The deployment came exactly five years to the day after the official opening of the FORCE visitor centre, about eight kilometres west of Parrsboro, N.S.

Cape Sharp turbine on deployment barge Scotia Tide

Cape Sharp turbine aboard deployment barge Scotia Tide

FORCE general manager, Tony Wright, said he was pleased the deployment went so well.

“It’s an incredible accomplishment, a very complex marine operation, a lot of things had to go right and it did,” he said. “I think it’s something that the Cape Sharp team should be very proud of.”

On Tuesday, crews will begin connecting the turbine to electrical cables and if all goes according to plan, the energy that it generates from the world’s highest tides should start flowing onto the Nova Scotia Power grid within the next couple of weeks.

Demonstration project

“We’re still in a demonstration phase for this new technology,” Tony Wright told Warktimes.

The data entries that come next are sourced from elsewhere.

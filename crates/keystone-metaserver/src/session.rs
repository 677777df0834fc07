use std::sync::Arc;

use keystone_protocol::{opcode, DataResponse, Frame, Request, Response};
use keystone_types::NodeId;
use tracing::{trace, warn};

use crate::dataserver::DataServer;
use crate::error::ServerResult;

/// Request dispatch for one node connection.
///
/// Errors returned from [`ClientSession::handle_frame`] end the connection;
/// everything recoverable is answered or dropped here.
pub struct ClientSession {
    server: Arc<DataServer>,
    node: NodeId,
}

impl ClientSession {
    pub fn new(server: Arc<DataServer>, node: NodeId) -> Self {
        Self { server, node }
    }

    pub fn node(&self) -> NodeId {
        self.node
    }

    /// Decode and handle one frame. Frames that fail to parse are logged and
    /// dropped with no effect.
    pub fn handle_frame(&mut self, frame: &Frame) -> ServerResult<Option<Response>> {
        match Request::decode(frame) {
            Ok(request) => self.handle(request),
            Err(e) => {
                warn!(
                    node = %self.node,
                    opcode = opcode::name(frame.opcode),
                    len = frame.payload.len(),
                    error = %e,
                    "dropping malformed frame"
                );
                Ok(None)
            }
        }
    }

    pub fn handle(&mut self, request: Request) -> ServerResult<Option<Response>> {
        let node = self.node;
        trace!(%node, request = request.type_name(), "dispatching request");
        let response = match request {
            Request::Login { version, admin_url } => {
                self.server.login(node, version, admin_url)?;
                None
            }
            Request::RequestOids { app } => Some(Response::Oids(self.server.reserve_oids(&app)?)),
            Request::RequestObject { app, oid, for_write } => {
                let outcome = self.server.request_object(node, &app, oid, for_write);
                Some(Response::Object(self.data_response(app, outcome)))
            }
            Request::RequestBinding { app, name, for_write } => {
                let outcome = self.server.request_binding(node, &app, &name, for_write);
                Some(Response::Binding(self.data_response(app, outcome)))
            }
            Request::RequestNextBinding { app, key } => {
                let outcome = self.server.request_next_binding(node, &app, key.as_deref());
                Some(Response::NextBinding(self.data_response(app, outcome)))
            }
            Request::SubmitChangeset(changeset) => {
                let accepted = match self.server.process_changeset(node, &changeset) {
                    Ok(accepted) => accepted,
                    Err(e) => {
                        warn!(%node, app = %changeset.app, error = %e, "changeset failed");
                        false
                    }
                };
                Some(Response::Changeset {
                    app: changeset.app,
                    accepted,
                })
            }
            Request::ReleaseObject { app, oid } => {
                self.server.release_object(node, &app, oid);
                None
            }
            Request::ReleaseBinding { app, name } => {
                self.server.release_binding(node, &app, &name);
                None
            }
            Request::ReleaseBindingRange { app, from, to } => {
                self.server
                    .release_binding_range(node, &app, from.as_deref(), to.as_deref());
                None
            }
        };
        Ok(response)
    }

    /// Storage faults on lookups are reported to the node as a denial so its
    /// transaction retries.
    fn data_response(&self, app: String, outcome: ServerResult<keystone_protocol::DataOutcome>) -> DataResponse {
        match outcome {
            Ok(outcome) => DataResponse { app, outcome },
            Err(e) => {
                warn!(node = %self.node, app, error = %e, "lookup failed");
                DataResponse::denied(app, self.server.config().lock_retry_after_ms)
            }
        }
    }
}

#[cfg(test)]
mod tests {
    use super::*;
    use crate::config::MetaServerConfig;
    use bytes::Bytes;
    use keystone_protocol::{DataOutcome, PROTOCOL_VERSION};
    use keystone_types::{Changeset, Oid};

    fn session() -> (Arc<DataServer>, ClientSession) {
        let server = Arc::new(DataServer::new(MetaServerConfig::default()));
        let node = server.register_node(None);
        (server.clone(), ClientSession::new(server, node))
    }

    #[test]
    fn malformed_frame_is_dropped() {
        let (server, mut session) = session();
        let frame = Frame {
            opcode: opcode::REQUEST_OBJECT,
            payload: Bytes::from_static(b"mw"),
        };
        assert!(session.handle_frame(&frame).unwrap().is_none());
        assert_eq!(server.release_all(session.node()), 0);
    }

    #[test]
    fn unknown_opcode_is_dropped() {
        let (_, mut session) = session();
        let frame = Frame {
            opcode: 0xEE,
            payload: Bytes::new(),
        };
        assert!(session.handle_frame(&frame).unwrap().is_none());
    }

    #[test]
    fn bad_version_ends_session() {
        let (_, mut session) = session();
        let login = Request::Login {
            version: PROTOCOL_VERSION + 1,
            admin_url: None,
        };
        assert!(session.handle(login).is_err());
    }

    #[test]
    fn requests_get_typed_responses() {
        let (_, mut session) = session();
        let login = Request::Login {
            version: PROTOCOL_VERSION,
            admin_url: None,
        };
        assert!(session.handle(login).unwrap().is_none());

        let mut encoded = Request::RequestOids { app: "mw".into() }.encode().unwrap();
        let frame = keystone_protocol::next_frame(&mut encoded).unwrap();
        assert!(matches!(session.handle_frame(&frame).unwrap(), Some(Response::Oids(_))));

        let mut changeset = Changeset::new("mw");
        changeset.write_object(Oid::new(1), vec![7]);
        assert_eq!(
            session.handle(Request::SubmitChangeset(changeset)).unwrap(),
            Some(Response::Changeset {
                app: "mw".into(),
                accepted: true
            })
        );

        let response = session
            .handle(Request::RequestObject {
                app: "mw".into(),
                oid: Oid::new(1),
                for_write: false,
            })
            .unwrap();
        assert_eq!(
            response,
            Some(Response::Object(DataResponse::granted("mw", Some(vec![7]))))
        );
    }

    #[test]
    fn write_conflict_is_a_denial_not_an_error() {
        let (server, mut holder) = session();
        let mut other = ClientSession::new(server.clone(), server.register_node(None));
        let request = Request::RequestObject {
            app: "mw".into(),
            oid: Oid::new(42),
            for_write: true,
        };
        holder.handle(request.clone()).unwrap();
        let Some(Response::Object(denied)) = other.handle(request).unwrap() else {
            panic!("expected object response");
        };
        assert_eq!(denied.outcome, DataOutcome::Denied { retry_after_ms: 20 });
    }
}
//! Durable tasks for Keystone.
//!
//! A durable task is scheduled inside a business transaction and commits
//! with it: the task's data, a [`DurableTaskHandle`] pointing at that data,
//! and a `pending-task.<oid>` binding naming the handle are written together.
//! Only after commit is the handle given to the in-memory [`TaskScheduler`].
//! When the process restarts, [`TaskService::restart_tasks`] walks the
//! pending-task bindings and resubmits every surviving handle, so each task
//! runs at least once.
//!
//! # Key Types
//!
//! - [`DurableTaskHandle`]: persisted description of one pending task
//! - [`TaskRegistry`]: task kinds by name: worker plus data serialization
//! - [`TaskQueue`]: in-memory scheduler ordered by target time
//! - [`TaskService`]: scheduling, execution, cancellation, recovery

pub mod error;
pub mod handle;
pub mod registry;
pub mod scheduler;
pub mod service;

pub use error::{TaskError, TaskResult};
pub use handle::{binding_name, DurableTaskHandle, HANDLE_SERIALIZATION, PENDING_TASK_PREFIX};
pub use registry::{TaskKind, TaskRegistry, TaskWorker};
pub use scheduler::{ScheduledTask, TaskQueue, TaskScheduler};
pub use service::{RecoveryReport, TaskRun, TaskService};
use std::collections::{BTreeMap, HashMap};
use std::net::SocketAddr;
use std::sync::atomic::{AtomicU32, Ordering};
use std::sync::{Arc, Mutex};

use chrono::{DateTime, Utc};
use keystone_oids::{OidAllocationStrategy, StorageOidStrategy};
use keystone_protocol::{DataOutcome, ProtocolError, PROTOCOL_VERSION};
use keystone_storage::{AppStores, InMemoryStorageEngine, StorageEngine, StorageTransaction, StoreError};
use keystone_types::{BindingChange, Changeset, NodeId, ObjectChange, Oid, OidBlock};
use serde::Serialize;
use tracing::{debug, info, warn};

use crate::config::MetaServerConfig;
use crate::error::ServerResult;
use crate::locks::{LockKey, LockMode, LockTable};

#[derive(Clone)]
struct AppState {
    stores: AppStores,
    oids: Arc<StorageOidStrategy>,
}

#[derive(Clone, Debug)]
struct NodeInfo {
    peer: Option<SocketAddr>,
    admin_url: Option<String>,
    logged_in: bool,
    connected_at: DateTime<Utc>,
}

/// A connected node as reported by the admin endpoints.
#[derive(Clone, Debug, Serialize)]
pub struct NodeSummary {
    pub node_id: u32,
    pub peer: Option<String>,
    pub admin_url: Option<String>,
    pub logged_in: bool,
    pub connected_at: DateTime<Utc>,
    pub locks_held: usize,
}

/// The canonical store every node reads through and commits to.
///
/// Owns one storage engine with a `names`/`oids`/`meta` triple per
/// application, the cross-node [`LockTable`], and the registry of connected
/// nodes. All methods are synchronous and safe to call from any connection
/// task.
pub struct DataServer {
    engine: Arc<dyn StorageEngine>,
    config: MetaServerConfig,
    apps: Mutex<HashMap<String, AppState>>,
    locks: Mutex<LockTable>,
    nodes: Mutex<BTreeMap<NodeId, NodeInfo>>,
    next_node: AtomicU32,
}

impl DataServer {
    pub fn new(config: MetaServerConfig) -> Self {
        Self::with_engine(config, Arc::new(InMemoryStorageEngine::new()))
    }

    pub fn with_engine(config: MetaServerConfig, engine: Arc<dyn StorageEngine>) -> Self {
        Self {
            engine,
            config,
            apps: Mutex::new(HashMap::new()),
            locks: Mutex::new(LockTable::new()),
            nodes: Mutex::new(BTreeMap::new()),
            next_node: AtomicU32::new(1),
        }
    }

    pub fn config(&self) -> &MetaServerConfig {
        &self.config
    }

    pub fn engine(&self) -> &Arc<dyn StorageEngine> {
        &self.engine
    }

    fn app(&self, app: &str) -> ServerResult<AppState> {
        let mut apps = self.apps.lock().expect("lock poisoned");
        if let Some(state) = apps.get(app) {
            return Ok(state.clone());
        }
        let stores = AppStores::open(self.engine.as_ref(), app)?;
        let oids = Arc::new(StorageOidStrategy::with_block_size(
            self.engine.clone(),
            stores.meta.clone(),
            self.config.oid_block_size,
        ));
        info!(app, "opened application stores");
        let state = AppState { stores, oids };
        apps.insert(app.to_string(), state.clone());
        Ok(state)
    }

    /// Names of the applications opened so far.
    pub fn apps(&self) -> Vec<String> {
        let mut names: Vec<String> = self.apps.lock().expect("lock poisoned").keys().cloned().collect();
        names.sort();
        names
    }

    fn denied(&self) -> DataOutcome {
        DataOutcome::Denied {
            retry_after_ms: self.config.lock_retry_after_ms,
        }
    }

    /// Assign the next node id to a fresh connection.
    pub fn register_node(&self, peer: Option<SocketAddr>) -> NodeId {
        let node = NodeId(self.next_node.fetch_add(1, Ordering::SeqCst));
        self.nodes.lock().expect("lock poisoned").insert(
            node,
            NodeInfo {
                peer,
                admin_url: None,
                logged_in: false,
                connected_at: Utc::now(),
            },
        );
        debug!(%node, ?peer, "node connected");
        node
    }

    pub fn login(&self, node: NodeId, version: u8, admin_url: Option<String>) -> ServerResult<()> {
        if version != PROTOCOL_VERSION {
            return Err(ProtocolError::VersionMismatch {
                local: PROTOCOL_VERSION,
                remote: version,
            }
            .into());
        }
        if let Some(info) = self.nodes.lock().expect("lock poisoned").get_mut(&node) {
            info.logged_in = true;
            info.admin_url = admin_url.clone();
        }
        info!(%node, admin_url = admin_url.as_deref().unwrap_or(""), "node logged in");
        Ok(())
    }

    /// Forget a node and release every lock it holds.
    pub fn disconnect(&self, node: NodeId) -> usize {
        self.nodes.lock().expect("lock poisoned").remove(&node);
        let released = self.release_all(node);
        info!(%node, released, "node disconnected");
        released
    }

    pub fn node_count(&self) -> usize {
        self.nodes.lock().expect("lock poisoned").len()
    }

    pub fn nodes(&self) -> Vec<NodeSummary> {
        let nodes: Vec<(NodeId, NodeInfo)> = self
            .nodes
            .lock()
            .expect("lock poisoned")
            .iter()
            .map(|(id, info)| (*id, info.clone()))
            .collect();
        let locks = self.locks.lock().expect("lock poisoned");
        nodes
            .into_iter()
            .map(|(id, info)| NodeSummary {
                node_id: id.0,
                peer: info.peer.map(|p| p.to_string()),
                admin_url: info.admin_url,
                logged_in: info.logged_in,
                connected_at: info.connected_at,
                locks_held: locks.held_by(id),
            })
            .collect()
    }

    /// Reserve a fresh oid block for `app`.
    pub fn reserve_oids(&self, app: &str) -> ServerResult<OidBlock> {
        let block = self.app(app)?.oids.reserve_block()?;
        debug!(app, start = block.start.value(), size = block.size, "granted oid block");
        Ok(block)
    }

    /// Lock an object and return its current payload.
    pub fn request_object(&self, node: NodeId, app: &str, oid: Oid, for_write: bool) -> ServerResult<DataOutcome> {
        let state = self.app(app)?;
        let mut locks = self.locks.lock().expect("lock poisoned");
        if !locks.acquire(node, app, LockKey::Object(oid), mode(for_write)) {
            return Ok(self.denied());
        }
        match self.read(&state.stores.oids, &oid.to_key()) {
            Ok(data) => Ok(DataOutcome::Granted(data)),
            Err(e) => {
                locks.release(node, app, LockKey::Object(oid));
                Err(e)
            }
        }
    }

    /// Lock a binding and return the oid it names, encoded as 8 BE bytes.
    pub fn request_binding(&self, node: NodeId, app: &str, name: &str, for_write: bool) -> ServerResult<DataOutcome> {
        let state = self.app(app)?;
        let key = LockKey::Binding(name.to_string());
        let mut locks = self.locks.lock().expect("lock poisoned");
        if !locks.acquire(node, app, key.clone(), mode(for_write)) {
            return Ok(self.denied());
        }
        match self.read(&state.stores.names, name.as_bytes()) {
            Ok(data) => Ok(DataOutcome::Granted(data)),
            Err(e) => {
                locks.release(node, app, key);
                Err(e)
            }
        }
    }

    /// Find the first binding after `key` and range-lock `(key, next]`.
    pub fn request_next_binding(&self, node: NodeId, app: &str, key: Option<&str>) -> ServerResult<DataOutcome> {
        let state = self.app(app)?;
        let mut locks = self.locks.lock().expect("lock poisoned");
        let next = {
            let mut tx = self.engine.begin()?;
            let next = tx.next_key(&state.stores.names, key.map(str::as_bytes));
            tx.rollback();
            next?
        };
        let next = next
            .map(|bytes| {
                String::from_utf8(bytes).map_err(|e| StoreError::Corrupt {
                    store: state.stores.names.name().to_string(),
                    key: hex::encode(e.as_bytes()),
                    reason: "binding name is not UTF-8".into(),
                })
            })
            .transpose()?;
        if !locks.acquire_range(node, app, key, next.as_deref()) {
            return Ok(self.denied());
        }
        Ok(DataOutcome::Granted(next.map(String::into_bytes)))
    }

    /// Apply a node's committed changeset.
    ///
    /// Returns `false`, with nothing applied, when another node holds a lock
    /// on any touched key. On success the submitter's locks on every touched
    /// key are cleared; locks on keys it only read stay until released.
    pub fn process_changeset(&self, node: NodeId, changeset: &Changeset) -> ServerResult<bool> {
        let app = changeset.app.as_str();
        let state = self.app(app)?;
        let keys: Vec<LockKey> = changeset
            .touched_oids()
            .into_iter()
            .map(LockKey::Object)
            .chain(changeset.touched_bindings().into_iter().map(LockKey::Binding))
            .collect();

        let mut locks = self.locks.lock().expect("lock poisoned");
        if let Some(key) = keys.iter().find(|key| !locks.can_acquire(node, app, key, LockMode::Write)) {
            debug!(%node, app, ?key, "changeset rejected on lock conflict");
            return Ok(false);
        }

        let mut tx = self.engine.begin()?;
        if let Err(e) = apply_changeset(tx.as_mut(), &state.stores, changeset) {
            tx.rollback();
            warn!(%node, app, error = %e, "changeset failed to apply");
            return Err(e.into());
        }
        tx.commit()?;

        for key in keys {
            locks.release(node, app, key);
        }
        debug!(
            %node,
            app,
            objects = changeset.objects.len(),
            bindings = changeset.bindings.len(),
            "changeset applied"
        );
        Ok(true)
    }

    pub fn release_object(&self, node: NodeId, app: &str, oid: Oid) {
        self.locks
            .lock()
            .expect("lock poisoned")
            .release(node, app, LockKey::Object(oid));
    }

    pub fn release_binding(&self, node: NodeId, app: &str, name: &str) {
        self.locks
            .lock()
            .expect("lock poisoned")
            .release(node, app, LockKey::Binding(name.to_string()));
    }

    pub fn release_binding_range(&self, node: NodeId, app: &str, from: Option<&str>, to: Option<&str>) -> usize {
        self.locks
            .lock()
            .expect("lock poisoned")
            .release_range(node, app, from, to)
    }

    pub fn release_all(&self, node: NodeId) -> usize {
        self.locks.lock().expect("lock poisoned").release_all(node)
    }

    fn read(&self, store: &keystone_storage::Store, key: &[u8]) -> ServerResult<Option<Vec<u8>>> {
        let mut tx = self.engine.begin()?;
        let value = tx.get(store, key);
        tx.rollback();
        Ok(value?)
    }
}

fn mode(for_write: bool) -> LockMode {
    if for_write {
        LockMode::Write
    } else {
        LockMode::Read
    }
}

fn apply_changeset(
    tx: &mut dyn StorageTransaction,
    stores: &AppStores,
    changeset: &Changeset,
) -> Result<(), StoreError> {
    for change in &changeset.objects {
        match change {
            ObjectChange::Write { oid, data } => tx.put(&stores.oids, &oid.to_key(), data)?,
            ObjectChange::Delete { oid } => {
                tx.delete(&stores.oids, &oid.to_key())?;
            }
        }
    }
    for change in &changeset.bindings {
        match change {
            BindingChange::Bind { name, oid } => tx.put(&stores.names, name.as_bytes(), &oid.to_key())?,
            BindingChange::Unbind { name } => {
                tx.delete(&stores.names, name.as_bytes())?;
            }
        }
    }
    tx.prepare()
}

impl std::fmt::Debug for DataServer {
    fn fmt(&self, f: &mut std::fmt::Formatter<'_>) -> std::fmt::Result {
        f.debug_struct("DataServer")
            .field("apps", &self.apps())
            .field("nodes", &self.node_count())
            .finish()
    }
}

“We’ve just seen the first grid-connected turbine be deployed,” he said. “If this industry is going to grow here in Nova Scotia, two fundamental questions need to be answered. One is the viability of the technology and two is about the potential risks to the ecology.”

Wright added that the test turbine, along with monitoring technologies operated by FORCE, will generate a base of information before any decisions are made about expanding the site beyond its testing phase.

Jack Gallagher beside display of Black Rock turbines at FORCE visitor centre

Jack Gallagher beside display of Black Rock turbines at FORCE visitor centre

Four other tidal companies have been licensed to test various turbine designs at the FORCE site.

Jack Gallagher, a marine manager with one of them, Black Rock Tidal Power of Bedford, was on hand today to observe the OpenHydro deployment.

He says his company plans to test a different design — a platform with 40 small, lightweight turbines attached to a gravity base.

Gallagher adds that these smaller turbines will be cheaper.

“The turbines individually are a lot less expensive to manufacture and they’re easier to change out if there’s a problem.”

Gallagher says the Black Rock turbines are already being fabricated at the AECON plant in Pictou and the company hopes to deploy them in the Minas Passage next summer.